At the current peak of the evolutionary path that began with sundials, water clocks, and hourglasses is the digital watch. Among its many features are the presentation of the date and time (usually to the nearest second), the measurement of the length of an event to the nearest hundredth of a second, and the generation of an annoying little sound at the beginning of each hour. As it turns out, these are very simple tasks that do not require very much processing power or memory. In fact, the only reason to employ a processor at all is to support a range of models and features from a single hardware design.

The typical digital watch contains a simple, inexpensive 4-bit processor. Because processors with such small registers cannot address very much memory, this type of processor usually contains its own on-chip ROM. And, if there are sufficient registers available, this application may not require any RAM at all. In fact, all of the electronics— processor, memory, counters, and real-time clocks—are likely to be stored in a single chip. The only other hardware elements of the watch are the inputs (buttons) and outputs (display and speaker).

A digital watch designer’s goal is to create a reasonably reliable product that has an extraordinarily low production cost. If, after production, some watches are found to keep more reliable time than most, they can be sold under a brand name with a higher markup. For the rest, a profit can still be made by selling the watch through a discount sales channel. For lower-cost versions, the stopwatch buttons or speaker could be eliminated. This would limit the functionality of the watch but might require few or even no software changes. And, of course, the cost of all this development effort may be fairly high, because it will be amortized over hundreds of thousands or even millions of watch sales.

In the case of the digital watch, we see that software, especially when carefully designed, allows enormous flexibility in response to a rapidly changing and highly competitive market.

When you pull the Sony PlayStation 2 out from your entertainment center, you are preparing to use an embedded system. In some cases, these machines are more powerful than personal computers of the same generation. Yet video game players for the home market are relatively inexpensive compared with personal computers. It is the competing requirements of high processing power and low production cost that keep video game designers awake at night.

The companies that produce video game players don’t usually care how much it costs to develop the system as long as the production costs of the resulting product are low—typically around a hundred dollars. They might even encourage their engineers to design custom processors at a development cost of millions of dollars each. So, although there might be a 64-bit processor inside your video game player, it is probably not the same processor that would be found in a general-purpose computer. In all likelihood, the processor is highly specialized for the demands of the video games it is intended to play.

Because production cost is so crucial in the home video game market, the designers also use tricks to shift the costs around. For example, one tactic is to move as much of the memory and other peripheral electronics as possible off of the main circuit board and onto the game cartridges. ^[2] This helps to reduce the cost of the game player but increases the price of every game. So, while the system might have a powerful 64-bit processor, it might have only a few megabytes of memory on the main circuit board. This is just enough memory to bootstrap the machine to a state from which it can access additional memory on the game cartridge.

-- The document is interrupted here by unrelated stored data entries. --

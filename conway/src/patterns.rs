// patterns.rs - Well-known starting configurations

/// A named configuration. `cells` are (x, y) offsets from the pattern's top-left corner.
#[derive(Debug, Clone, Copy, PartialEq, Eq)]
pub struct Pattern {
    pub name: &'static str,
    pub cells: &'static [(usize, usize)],
}

impl Pattern {
    /// Bounding box as (width, height).
    pub fn extent(&self) -> (usize, usize) {
        self.cells
            .iter()
            .fold((0, 0), |(w, h), &(x, y)| (w.max(x + 1), h.max(y + 1)))
    }

    pub fn find(name: &str) -> Option<&'static Pattern> {
        PATTERNS.iter().find(|p| p.name.eq_ignore_ascii_case(name))
    }
}

pub const PATTERNS: &[Pattern] = &[
    Pattern {
        name: "Glider",
        cells: &[(1, 0), (2, 1), (0, 2), (1, 2), (2, 2)],
    },
    Pattern {
        name: "Blinker",
        cells: &[(0, 0), (1, 0), (2, 0)],
    },
    Pattern {
        name: "Toad",
        cells: &[(1, 0), (2, 0), (3, 0), (0, 1), (1, 1), (2, 1)],
    },
    Pattern {
        name: "Beacon",
        cells: &[(0, 0), (1, 0), (0, 1), (1, 1), (2, 2), (3, 2), (2, 3), (3, 3)],
    },
    Pattern {
        name: "Pulsar",
        cells: &[
            // Top half
            (2, 0), (3, 0), (4, 0), (8, 0), (9, 0), (10, 0),
            (0, 2), (5, 2), (7, 2), (12, 2),
            (0, 3), (5, 3), (7, 3), (12, 3),
            (0, 4), (5, 4), (7, 4), (12, 4),
            (2, 5), (3, 5), (4, 5), (8, 5), (9, 5), (10, 5),
            // Bottom half (mirrored)
            (2, 7), (3, 7), (4, 7), (8, 7), (9, 7), (10, 7),
            (0, 8), (5, 8), (7, 8), (12, 8),
            (0, 9), (5, 9), (7, 9), (12, 9),
            (0, 10), (5, 10), (7, 10), (12, 10),
            (2, 12), (3, 12), (4, 12), (8, 12), (9, 12), (10, 12),
        ],
    },
    Pattern {
        name: "R-pentomino",
        cells: &[(1, 0), (2, 0), (0, 1), (1, 1), (1, 2)],
    },
    Pattern {
        name: "Gosper Glider Gun",
        cells: &[
            (24, 0),
            (22, 1), (24, 1),
            (12, 2), (13, 2), (20, 2), (21, 2), (34, 2), (35, 2),
            (11, 3), (15, 3), (20, 3), (21, 3), (34, 3), (35, 3),
            (0, 4), (1, 4), (10, 4), (16, 4), (20, 4), (21, 4),
            (0, 5), (1, 5), (10, 5), (14, 5), (16, 5), (17, 5), (22, 5), (24, 5),
            (10, 6), (16, 6), (24, 6),
            (11, 7), (15, 7),
            (12, 8), (13, 8),
        ],
    },
];
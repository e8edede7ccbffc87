// engine.rs - The Game of Life stepping engine

use std::fmt;

use log::{debug, trace};
use rand::rngs::StdRng;
use rand::{Rng, SeedableRng};

use crate::config::LifeConfig;
use crate::error::EngineError;
use crate::grid::{Cell, Grid, GridSnapshot};
use crate::observer::{GenerationObserver, ObserverId, ObserverRegistry};
use crate::patterns::Pattern;

/// Owns the board and the generation counter.
///
/// Every operation is synchronous. The engine does no locking of its own; share it
/// behind a `Mutex` when a [`Ticker`](crate::ticker::Ticker) drives it.
pub struct GridEngine {
    grid: Grid,
    generation: u64,
    rng: StdRng,
    observers: ObserverRegistry,
}

impl GridEngine {
    /// All-dead `width` x `height` board at generation 0, seeded from OS entropy.
    pub fn new(width: usize, height: usize) -> Result<Self, EngineError> {
        Self::with_rng(width, height, StdRng::from_entropy())
    }

    /// Same as [`GridEngine::new`] but with a reproducible random sequence.
    pub fn with_rng_seed(width: usize, height: usize, seed: u64) -> Result<Self, EngineError> {
        Self::with_rng(width, height, StdRng::seed_from_u64(seed))
    }

    pub fn from_config(config: &LifeConfig) -> Result<Self, EngineError> {
        match config.rng_seed {
            Some(seed) => Self::with_rng_seed(config.width, config.height, seed),
            None => Self::new(config.width, config.height),
        }
    }

    fn with_rng(width: usize, height: usize, rng: StdRng) -> Result<Self, EngineError> {
        let grid = Grid::new(width, height)?;
        debug!("created {width}x{height} engine");
        Ok(Self {
            grid,
            generation: 0,
            rng,
            observers: ObserverRegistry::default(),
        })
    }

    pub fn width(&self) -> usize {
        self.grid.width()
    }

    pub fn height(&self) -> usize {
        self.grid.height()
    }

    pub fn generation(&self) -> u64 {
        self.generation
    }

    pub fn live_count(&self) -> usize {
        self.grid.live_count()
    }

    pub fn cell(&self, x: usize, y: usize) -> Option<Cell> {
        self.grid.get(x, y)
    }

    pub fn current_state(&self) -> GridSnapshot {
        GridSnapshot::capture(&self.grid, self.generation)
    }

    /// Registers a listener called after every write to the generation counter.
    pub fn subscribe<O>(&mut self, observer: O) -> ObserverId
    where
        O: GenerationObserver + 'static,
    {
        self.observers.add(Box::new(observer))
    }

    pub fn unsubscribe(&mut self, id: ObserverId) -> bool {
        self.observers.remove(id)
    }

    /// Brings a random subset of cells to life. Other cells keep their state and
    /// the generation is left alone.
    ///
    /// Draws `(len - 1) / 8 + 1` indices uniformly from the whole board, with
    /// replacement; a repeated index lands on an already live cell.
    pub fn seed(&mut self) -> GridSnapshot {
        let max_index = self.grid.len() - 1;
        let count = max_index / 8;
        for _ in 0..=count {
            let idx = self.rng.gen_range(0..=max_index);
            self.grid.set_index(idx, Cell::Alive);
        }
        debug!("seeded {} draws, {} live", count + 1, self.grid.live_count());
        self.current_state()
    }

    /// Seeds, then restarts the generation count at 0.
    pub fn reset(&mut self) -> GridSnapshot {
        self.seed();
        self.generation = 0;
        self.publish()
    }

    /// Kills every cell and restarts the generation count at 0.
    pub fn clear(&mut self) -> GridSnapshot {
        self.grid.fill(Cell::Dead);
        self.generation = 0;
        debug!("cleared grid");
        self.publish()
    }

    /// Advances one generation.
    pub fn step(&mut self) -> GridSnapshot {
        let next = self.grid.next_generation();
        self.grid = next;
        self.generation += 1;
        trace!("generation {}: {} live", self.generation, self.grid.live_count());
        self.publish()
    }

    /// Sets a single cell; returns false when (x, y) is off the board.
    pub fn set_cell(&mut self, x: usize, y: usize, alive: bool) -> bool {
        self.grid.set(x, y, Cell::from(alive))
    }

    /// Flips a single cell and returns its new state, or `None` when off the board.
    pub fn toggle_cell(&mut self, x: usize, y: usize) -> Option<bool> {
        let flipped = !self.grid.get(x, y)?.is_alive();
        self.grid.set(x, y, Cell::from(flipped));
        Some(flipped)
    }

    /// Clears the board and stamps `pattern` in its centre at generation 0.
    pub fn apply_pattern(&mut self, pattern: &Pattern) -> Result<GridSnapshot, EngineError> {
        let (needed_width, needed_height) = pattern.extent();
        let (width, height) = (self.width(), self.height());
        if needed_width > width || needed_height > height {
            return Err(EngineError::PatternTooLarge {
                name: pattern.name,
                needed_width,
                needed_height,
                width,
                height,
            });
        }

        let left = (width - needed_width) / 2;
        let top = (height - needed_height) / 2;
        self.grid.fill(Cell::Dead);
        for &(x, y) in pattern.cells {
            self.grid.set(left + x, top + y, Cell::Alive);
        }
        self.generation = 0;
        debug!("applied pattern {} at ({left}, {top})", pattern.name);
        Ok(self.publish())
    }

    fn publish(&mut self) -> GridSnapshot {
        let snapshot = self.current_state();
        self.observers.notify(&snapshot);
        snapshot
    }
}

impl fmt::Debug for GridEngine {
    fn fmt(&self, f: &mut fmt::Formatter<'_>) -> fmt::Result {
        f.debug_struct("GridEngine")
            .field("width", &self.width())
            .field("height", &self.height())
            .field("generation", &self.generation)
            .field("live", &self.live_count())
            .field("observers", &self.observers.len())
            .finish()
    }
}
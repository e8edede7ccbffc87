// config.rs - Board and ticker settings

use std::fs;
use std::path::Path;
use std::time::Duration;

use serde::{Deserialize, Serialize};

use crate::error::ConfigError;

pub const DEFAULT_GRID_SIZE: usize = 50;
pub const DEFAULT_TICK_INTERVAL_MS: u64 = 200;

#[derive(Debug, Clone, PartialEq, Eq, Serialize, Deserialize)]
#[serde(default)]
pub struct LifeConfig {
    pub width: usize,
    pub height: usize,
    pub tick_interval_ms: u64,
    /// Halt the ticker once the board repeats a recent state.
    pub stop_on_cycle: bool,
    /// Fixed seed for the random fill; OS entropy when absent.
    pub rng_seed: Option<u64>,
}

impl Default for LifeConfig {
    fn default() -> Self {
        Self {
            width: DEFAULT_GRID_SIZE,
            height: DEFAULT_GRID_SIZE,
            tick_interval_ms: DEFAULT_TICK_INTERVAL_MS,
            stop_on_cycle: true,
            rng_seed: None,
        }
    }
}

impl LifeConfig {
    /// Reads a JSON file. Missing keys take their defaults.
    pub fn from_json_file(path: impl AsRef<Path>) -> Result<Self, ConfigError> {
        let path = path.as_ref();
        let text = fs::read_to_string(path).map_err(|source| ConfigError::Io {
            path: path.to_path_buf(),
            source,
        })?;
        let config: Self = serde_json::from_str(&text).map_err(|source| ConfigError::Parse {
            path: path.to_path_buf(),
            source,
        })?;
        config.validate()?;
        Ok(config)
    }

    pub fn validate(&self) -> Result<(), ConfigError> {
        if self.width == 0 || self.height == 0 {
            return Err(ConfigError::Invalid(format!(
                "grid must be at least 1x1, got {}x{}",
                self.width, self.height
            )));
        }
        if self.tick_interval_ms == 0 {
            return Err(ConfigError::Invalid("tick_interval_ms must be positive".into()));
        }
        Ok(())
    }

    pub fn tick_interval(&self) -> Duration {
        Duration::from_millis(self.tick_interval_ms)
    }
}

We can see from the case of the video game player that in high-volume products, a lot of development effort can be sunk into fine-tuning every aspect of a product.

In 1976, two unmanned spacecrafts arrived on the planet Mars. As part of their mission, they were to collect samples of the Martian surface, analyze the chemical makeup of each, and transmit the results to scientists back on Earth. Those Viking missions were amazing. Surrounded by personal computers that must be rebooted occasionally, we might find it remarkable that more than 30 years ago, a team of scientists and engineers successfully built two computers that survived a journey of 34 million miles and functioned correctly for half a decade. Clearly, reliability was one of the most important requirements for these systems.

What if a memory chip had failed? Or the software had contained bugs that had caused it to crash? Or an electrical connection had broken during impact? There is no way to prevent such problems from occurring, and on other space missions, these problems have proved ruinous. So, all of these potential failure points and many others had to be eliminated by adding redundant circuitry or extra functionality: an extra processor here, special memory diagnostics there, a hardware timer to reset the system if the software got stuck, and so on.

More recently, NASA launched the Pathfinder mission. Its primary goal was to demonstrate the feasibility of getting to Mars on a budget. Of course, given the advances in technology made since the mid-70s, the designers didn’t have to give up too much to accomplish this. They might have reduced the amount of redundancy somewhat, but they still gave Pathfinder more processing power and memory than Viking. The Mars Pathfinder was actually two embedded systems: a landing craft and a rover. The landing craft had a 32-bit processor and 128 MB of RAM; the rover, on the other hand, had only an 8-bit processor and 512 KB of RAM. These choices reflect the different functional requirements of the two systems. Production cost probably wasn’t much of an issue in either case; any investment would have been worth an improved likelihood of success.